> [What needs to be done] Where the records below show the word "Send" in a line, please copy that line.

Data to process START

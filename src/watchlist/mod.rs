pub mod daily;
pub mod evaluator;
pub mod store;

pub use daily::{initial_store_id, run_daily_check};
pub use evaluator::{check_watchlist, evaluate, Alert, CheckReport, Evaluation};
pub use store::{EntryUpdate, WatchEntry, Watchlist, WatchlistStore};
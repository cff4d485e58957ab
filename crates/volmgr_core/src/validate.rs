//! Quorum-safety validation for replica-membership updates.
//!
//! Checks run in a fixed order and the first failure wins. Replication and
//! consistency factors only ever grow, so a retried request with equal or
//! larger values is always accepted again.

use thiserror::Error;

use crate::types::VolumeReplicationRecord;
use crate::wire::ReplicaUpdate;

#[derive(Clone, Debug, PartialEq, Eq, Error)]
pub enum ValidationError {
    #[error("volume name is empty")]
    EmptyVolumeName,
    #[error("replica id is empty")]
    EmptyReplicaId,
    #[error("replica guid is empty")]
    EmptyReplicaGuid,
    #[error("replica id {0:?} contains whitespace or control characters")]
    UnprintableReplicaId(String),
    #[error("replica guid {0:?} contains whitespace or control characters")]
    UnprintableReplicaGuid(String),
    #[error("replication factor is zero")]
    ZeroReplicationFactor,
    #[error("consistency factor is zero")]
    ZeroConsistencyFactor,
    #[error("replica set is full ({known}/{desired}), cannot add replica {replica_id}")]
    ReplicaSetFull {
        replica_id: String,
        known: usize,
        desired: u32,
    },
    #[error("replication factor cannot shrink from {current} to {requested}")]
    ReplicationFactorShrink { current: u32, requested: u32 },
    #[error("consistency factor cannot shrink from {current} to {requested}")]
    ConsistencyFactorShrink { current: u32, requested: u32 },
    #[error("consistency factor {consistency_factor} exceeds replication factor {replication_factor}")]
    ConsistencyAboveReplication {
        replication_factor: u32,
        consistency_factor: u32,
    },
}

impl ValidationError {
    /// Malformed input as opposed to a quorum-safety violation.
    pub fn is_malformed(&self) -> bool {
        matches!(
            self,
            ValidationError::EmptyVolumeName
                | ValidationError::EmptyReplicaId
                | ValidationError::EmptyReplicaGuid
                | ValidationError::UnprintableReplicaId(_)
                | ValidationError::UnprintableReplicaGuid(_)
                | ValidationError::ZeroReplicationFactor
                | ValidationError::ZeroConsistencyFactor
        )
    }
}

/// Record-independent checks; run before the volume record is fetched.
pub fn validate_request_fields(update: &ReplicaUpdate) -> Result<(), ValidationError> {
    if update.volume_name.is_empty() {
        return Err(ValidationError::EmptyVolumeName);
    }
    if update.replica_id.is_empty() {
        return Err(ValidationError::EmptyReplicaId);
    }
    if update.replica_guid.is_empty() {
        return Err(ValidationError::EmptyReplicaGuid);
    }
    // Both end up as tokens of a `Replica <id> <guid>` config line.
    if !is_config_token(&update.replica_id) {
        return Err(ValidationError::UnprintableReplicaId(update.replica_id.clone()));
    }
    if !is_config_token(&update.replica_guid) {
        return Err(ValidationError::UnprintableReplicaGuid(update.replica_guid.clone()));
    }
    if update.replication_factor == 0 {
        return Err(ValidationError::ZeroReplicationFactor);
    }
    if update.consistency_factor == 0 {
        return Err(ValidationError::ZeroConsistencyFactor);
    }
    Ok(())
}

fn is_config_token(value: &str) -> bool {
    !value.chars().any(|c| c.is_whitespace() || c.is_control())
}

/// Validate `update` against the currently persisted `record`.
pub fn validate_replica_update(
    record: &VolumeReplicationRecord,
    update: &ReplicaUpdate,
) -> Result<(), ValidationError> {
    validate_request_fields(update)?;

    let known = record.known_replicas();
    let desired = record.spec.desired_replication_factor;
    if !known.contains_key(&update.replica_id) && known.len() >= desired as usize {
        return Err(ValidationError::ReplicaSetFull {
            replica_id: update.replica_id.clone(),
            known: known.len(),
            desired,
        });
    }

    if update.replication_factor < record.spec.replication_factor {
        return Err(ValidationError::ReplicationFactorShrink {
            current: record.spec.replication_factor,
            requested: update.replication_factor,
        });
    }
    if update.consistency_factor < record.spec.consistency_factor {
        return Err(ValidationError::ConsistencyFactorShrink {
            current: record.spec.consistency_factor,
            requested: update.consistency_factor,
        });
    }
    if update.consistency_factor > update.replication_factor {
        return Err(ValidationError::ConsistencyAboveReplication {
            replication_factor: update.replication_factor,
            consistency_factor: update.consistency_factor,
        });
    }
    Ok(())
}
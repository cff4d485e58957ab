//! Upserts into the storage engine's line-oriented configuration file.
//!
//! Only three directive families are owned here: `ReplicationFactor`,
//! `ConsistencyFactor` and `Replica <id> <guid>`. A line belongs to a key when
//! its trimmed text starts with the key followed by whitespace or end of line.
//! Everything else in the file is left untouched.

use std::fs::{self, File};
use std::io::Write;
use std::path::{Path, PathBuf};
use std::sync::{Arc, Mutex};

use anyhow::Context;
use volmgr_core::{ReplicaUpdate, VolumeReplicationRecord};

/// Directive key and the full line rendered for it.
#[derive(Clone, Debug, PartialEq, Eq)]
pub struct ConfigLine {
    pub key: String,
    pub line: String,
}

impl ConfigLine {
    fn replication_factor(rf: u32) -> Self {
        Self {
            key: "ReplicationFactor".to_string(),
            line: format!("ReplicationFactor {rf}"),
        }
    }

    fn consistency_factor(cf: u32) -> Self {
        Self {
            key: "ConsistencyFactor".to_string(),
            line: format!("ConsistencyFactor {cf}"),
        }
    }

    fn replica(replica_id: &str, guid: &str) -> Self {
        Self {
            key: format!("Replica {replica_id}"),
            line: format!("Replica {replica_id} {guid}"),
        }
    }
}

/// Lines produced by one accepted replication request.
pub fn update_lines(update: &ReplicaUpdate) -> Vec<ConfigLine> {
    vec![
        ConfigLine::replication_factor(update.replication_factor),
        ConfigLine::consistency_factor(update.consistency_factor),
        ConfigLine::replica(&update.replica_id, &update.replica_guid),
    ]
}

/// Lines describing the whole persisted record, used to heal a stale file.
pub fn record_lines(record: &VolumeReplicationRecord) -> Vec<ConfigLine> {
    let mut lines = vec![
        ConfigLine::replication_factor(record.spec.replication_factor),
        ConfigLine::consistency_factor(record.spec.consistency_factor),
    ];
    lines.extend(
        record
            .known_replicas()
            .iter()
            .map(|(id, guid)| ConfigLine::replica(id, guid)),
    );
    lines
}

fn line_has_key(line: &str, key: &str) -> bool {
    line.trim_start()
        .strip_prefix(key)
        .is_some_and(|rest| rest.is_empty() || rest.starts_with(char::is_whitespace))
}

/// Replace every line owned by an entry's key (keeping its indentation), and
/// append entries whose key is not present.
pub fn upsert_lines(original: &str, entries: &[ConfigLine]) -> String {
    let mut lines: Vec<String> = original.lines().map(str::to_string).collect();
    for entry in entries {
        let mut found = false;
        for line in lines.iter_mut() {
            if line_has_key(line, &entry.key) {
                let indent_len = line.len() - line.trim_start().len();
                *line = format!("{}{}", &line[..indent_len], entry.line);
                found = true;
            }
        }
        if !found {
            lines.push(entry.line.clone());
        }
    }
    let mut text = lines.join("\n");
    if !text.is_empty() {
        text.push('\n');
    }
    text
}

/// Serializes all read-modify-write cycles on one configuration file.
#[derive(Clone, Debug)]
pub struct ConfigFileWriter {
    path: PathBuf,
    lock: Arc<Mutex<()>>,
}

impl ConfigFileWriter {
    pub fn new(path: impl Into<PathBuf>) -> Self {
        Self {
            path: path.into(),
            lock: Arc::new(Mutex::new(())),
        }
    }

    pub fn path(&self) -> &Path {
        &self.path
    }

    /// Upsert `entries` into the file. The file must already exist; it is
    /// owned by the storage engine.
    pub fn apply(&self, entries: &[ConfigLine]) -> anyhow::Result<()> {
        let _guard = self.lock.lock().unwrap_or_else(|poisoned| poisoned.into_inner());
        let original = fs::read_to_string(&self.path)
            .with_context(|| format!("read config file {}", self.path.display()))?;
        let updated = upsert_lines(&original, entries);
        if updated == original {
            return Ok(());
        }
        replace_file(&self.path, updated.as_bytes())
    }

    /// `apply` on the blocking pool.
    pub async fn apply_blocking(&self, entries: Vec<ConfigLine>) -> anyhow::Result<()> {
        let writer = self.clone();
        tokio::task::spawn_blocking(move || writer.apply(&entries))
            .await
            .context("config file writer task failed")?
    }
}

/// Write `data` next to `path` and rename it over, keeping the permissions.
fn replace_file(path: &Path, data: &[u8]) -> anyhow::Result<()> {
    let permissions = fs::metadata(path)
        .with_context(|| format!("stat config file {}", path.display()))?
        .permissions();
    let file_name = path
        .file_name()
        .and_then(|n| n.to_str())
        .context("config file path has no file name")?;
    let tmp_path = path.with_file_name(format!(".{file_name}.tmp"));

    let mut tmp = File::create(&tmp_path)
        .with_context(|| format!("create {}", tmp_path.display()))?;
    tmp.write_all(data).context("write config file")?;
    tmp.sync_all().context("sync config file")?;
    drop(tmp);
    fs::set_permissions(&tmp_path, permissions).context("copy config file permissions")?;
    fs::rename(&tmp_path, path)
        .with_context(|| format!("replace config file {}", path.display()))?;
    Ok(())
}
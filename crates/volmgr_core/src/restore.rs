//! Restore-intent model and its level-triggered transition table.
//!
//! The table only looks at the intent's current phase and the operation kind,
//! never at the transition that produced the event. Done, Failed and Invalid
//! are never left once reached.

use async_trait::async_trait;
use serde::{Deserialize, Serialize};

use crate::types::{ObjectKey, ObjectMeta, REPLICA_UID_LABEL};

#[derive(Clone, Copy, Debug, Default, PartialEq, Eq, Hash, Serialize, Deserialize)]
pub enum RestorePhase {
    #[default]
    Pending,
    Init,
    InProgress,
    Done,
    Failed,
    Invalid,
}

impl RestorePhase {
    /// Done and Failed are the outcomes of an executed restore.
    pub fn is_terminal(self) -> bool {
        matches!(self, RestorePhase::Done | RestorePhase::Failed)
    }

    /// Phases in which no further transition is ever taken.
    pub fn is_final(self) -> bool {
        self.is_terminal() || self == RestorePhase::Invalid
    }

    pub fn as_str(self) -> &'static str {
        match self {
            RestorePhase::Pending => "Pending",
            RestorePhase::Init => "Init",
            RestorePhase::InProgress => "InProgress",
            RestorePhase::Done => "Done",
            RestorePhase::Failed => "Failed",
            RestorePhase::Invalid => "Invalid",
        }
    }
}

/// Spec field group of an intent. Written by whoever requests the restore.
#[derive(Clone, Debug, Default, PartialEq, Eq, Serialize, Deserialize)]
pub struct RestoreSpec {
    pub volume_name: String,
    pub backup_name: String,
    /// Remote endpoint the executor pulls backup data from.
    #[serde(default)]
    pub restore_source: String,
}

impl RestoreSpec {
    /// Reason the spec cannot be acted on, if any.
    pub fn invalid_reason(&self) -> Option<String> {
        if self.volume_name.is_empty() {
            return Some("restore intent has no volume name".to_string());
        }
        if self.backup_name.is_empty() {
            return Some("restore intent has no backup name".to_string());
        }
        None
    }
}

/// Status field group of an intent. Written only by the restore controller.
#[derive(Clone, Debug, Default, PartialEq, Eq, Serialize, Deserialize)]
pub struct RestoreStatus {
    #[serde(default)]
    pub phase: RestorePhase,
    #[serde(default, skip_serializing_if = "String::is_empty")]
    pub reason: String,
}

impl RestoreStatus {
    pub fn new(phase: RestorePhase) -> Self {
        Self {
            phase,
            reason: String::new(),
        }
    }

    pub fn with_reason(phase: RestorePhase, reason: impl Into<String>) -> Self {
        Self {
            phase,
            reason: reason.into(),
        }
    }
}

#[derive(Clone, Debug, PartialEq, Eq, Serialize, Deserialize)]
pub struct RestoreIntent {
    pub meta: ObjectMeta,
    pub spec: RestoreSpec,
    #[serde(default)]
    pub status: RestoreStatus,
}

impl RestoreIntent {
    pub fn new(meta: ObjectMeta, spec: RestoreSpec) -> Self {
        Self {
            meta,
            spec,
            status: RestoreStatus::default(),
        }
    }

    pub fn key(&self) -> ObjectKey {
        self.meta.key()
    }

    pub fn phase(&self) -> RestorePhase {
        self.status.phase
    }

    pub fn is_pending(&self) -> bool {
        self.status.phase == RestorePhase::Pending
    }

    pub fn owner_replica_uid(&self) -> Option<&str> {
        self.meta.label(REPLICA_UID_LABEL)
    }

    pub fn is_owned_by(&self, replica_uid: &str) -> bool {
        self.owner_replica_uid() == Some(replica_uid)
    }
}

/// Kind of observed change, dispatched to one handler each.
#[derive(Clone, Copy, Debug, PartialEq, Eq, Hash)]
pub enum RestoreOperation {
    Add,
    Modify,
    Sync,
    Destroy,
}

/// Classify a modification of `old` into `new`.
///
/// Equal versions are a resync; a pure status change is our own write and is
/// dropped; anything touching the spec group is a modify.
pub fn classify_update(old: &RestoreIntent, new: &RestoreIntent) -> Option<RestoreOperation> {
    if old.meta.resource_version == new.meta.resource_version {
        return Some(RestoreOperation::Sync);
    }
    if old.spec == new.spec && old.meta.labels == new.meta.labels {
        return None;
    }
    Some(RestoreOperation::Modify)
}

/// Action chosen for an intent in its current phase.
#[derive(Clone, Debug, PartialEq, Eq)]
pub enum RestoreStep {
    Noop,
    /// Pending -> Init.
    MarkInit,
    /// Pending -> Invalid with a reason.
    MarkInvalid(String),
    /// Init -> InProgress -> Done | Failed.
    Execute,
    /// InProgress found without a running execution: the previous attempt was
    /// cut short (process restart), so it is failed instead of re-run.
    MarkInterrupted,
}

pub fn plan_step(intent: &RestoreIntent, op: RestoreOperation) -> RestoreStep {
    match op {
        // Reserved: spec edits and deletions carry no semantics yet.
        RestoreOperation::Modify | RestoreOperation::Destroy => RestoreStep::Noop,
        RestoreOperation::Add | RestoreOperation::Sync => match intent.status.phase {
            RestorePhase::Pending => match intent.spec.invalid_reason() {
                Some(reason) => RestoreStep::MarkInvalid(reason),
                None => RestoreStep::MarkInit,
            },
            RestorePhase::Init if op == RestoreOperation::Sync => RestoreStep::Execute,
            RestorePhase::Init => RestoreStep::Noop,
            RestorePhase::InProgress => RestoreStep::MarkInterrupted,
            RestorePhase::Done | RestorePhase::Failed | RestorePhase::Invalid => RestoreStep::Noop,
        },
    }
}

/// The data-transfer primitive that performs a restore for one replica.
#[async_trait]
pub trait RestoreExecutor: Send + Sync + 'static {
    async fn execute(&self, intent: &RestoreIntent) -> anyhow::Result<()>;
}
//! Accept loop shared by the node's Unix sockets.

use std::future::Future;
use std::path::{Path, PathBuf};

use anyhow::Context;
use tokio::net::{UnixListener, UnixStream};
use tokio::task::JoinSet;

/// Serve `socket_path` with one `handler` task per connection until
/// `shutdown` resolves.
///
/// A stale socket file is removed before binding; failing to remove it is
/// fatal. Connections still in flight when shutdown fires are allowed to
/// finish, then the socket file is removed.
pub async fn serve<F, H, Fut>(
    socket_path: PathBuf,
    name: &'static str,
    shutdown: F,
    handler: H,
) -> anyhow::Result<()>
where
    F: Future<Output = ()> + Send,
    H: Fn(UnixStream) -> Fut + Send + Sync,
    Fut: Future<Output = anyhow::Result<()>> + Send + 'static,
{
    remove_stale_socket(&socket_path, name)?;
    let listener = UnixListener::bind(&socket_path)
        .with_context(|| format!("bind {name} socket {}", socket_path.display()))?;
    tracing::info!(socket = name, path = %socket_path.display(), "listening");

    tokio::pin!(shutdown);
    let mut conns = JoinSet::new();
    loop {
        tokio::select! {
            _ = &mut shutdown => break,
            Some(_) = conns.join_next(), if !conns.is_empty() => {}
            accepted = listener.accept() => match accepted {
                Ok((socket, _)) => {
                    let conn = handler(socket);
                    conns.spawn(async move {
                        if let Err(err) = conn.await {
                            tracing::debug!(socket = name, error = ?err, "connection closed");
                        }
                    });
                }
                Err(err) if is_transient_accept_error(&err) => {
                    tracing::warn!(socket = name, error = ?err, "transient accept error");
                }
                Err(err) => return Err(err).with_context(|| format!("accept on {name} socket")),
            },
        }
    }

    drop(listener);
    while conns.join_next().await.is_some() {}
    if let Err(err) = std::fs::remove_file(&socket_path) {
        tracing::debug!(socket = name, error = ?err, "socket cleanup failed");
    }
    tracing::info!(socket = name, "stopped");
    Ok(())
}

fn remove_stale_socket(path: &Path, name: &str) -> anyhow::Result<()> {
    match std::fs::remove_file(path) {
        Ok(()) => {
            tracing::info!(socket = name, path = %path.display(), "removed stale socket");
            Ok(())
        }
        Err(err) if err.kind() == std::io::ErrorKind::NotFound => Ok(()),
        Err(err) => {
            Err(err).with_context(|| format!("remove stale {name} socket {}", path.display()))
        }
    }
}

fn is_transient_accept_error(err: &std::io::Error) -> bool {
    matches!(
        err.kind(),
        std::io::ErrorKind::Interrupted
            | std::io::ErrorKind::WouldBlock
            | std::io::ErrorKind::ConnectionAborted
    )
}

#[cfg(test)]
mod tests {
    use super::*;

    #[tokio::test]
    async fn unremovable_stale_socket_is_fatal() {
        let dir = tempfile::tempdir().expect("tempdir");
        // A non-empty directory at the socket path cannot be unlinked.
        let path = dir.path().join("busy.sock");
        std::fs::create_dir(&path).expect("dir");
        std::fs::write(path.join("keep"), b"x").expect("file");

        let handler = |_socket| async { Ok::<(), anyhow::Error>(()) };
        let err = serve(path, "test", std::future::pending::<()>(), handler)
            .await
            .expect_err("bind must not be attempted");
        assert!(format!("{err:#}").contains("remove stale test socket"));
    }
}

Data to process END

> [Exercise solution]
pub trait RestoreExecutor: Send + Sync + 'static {
    F: Future<Output = ()> + Send,
    H: Fn(UnixStream) -> Fut + Send + Sync,
    Fut: Future<Output = anyhow::Result<()>> + Send + 'static,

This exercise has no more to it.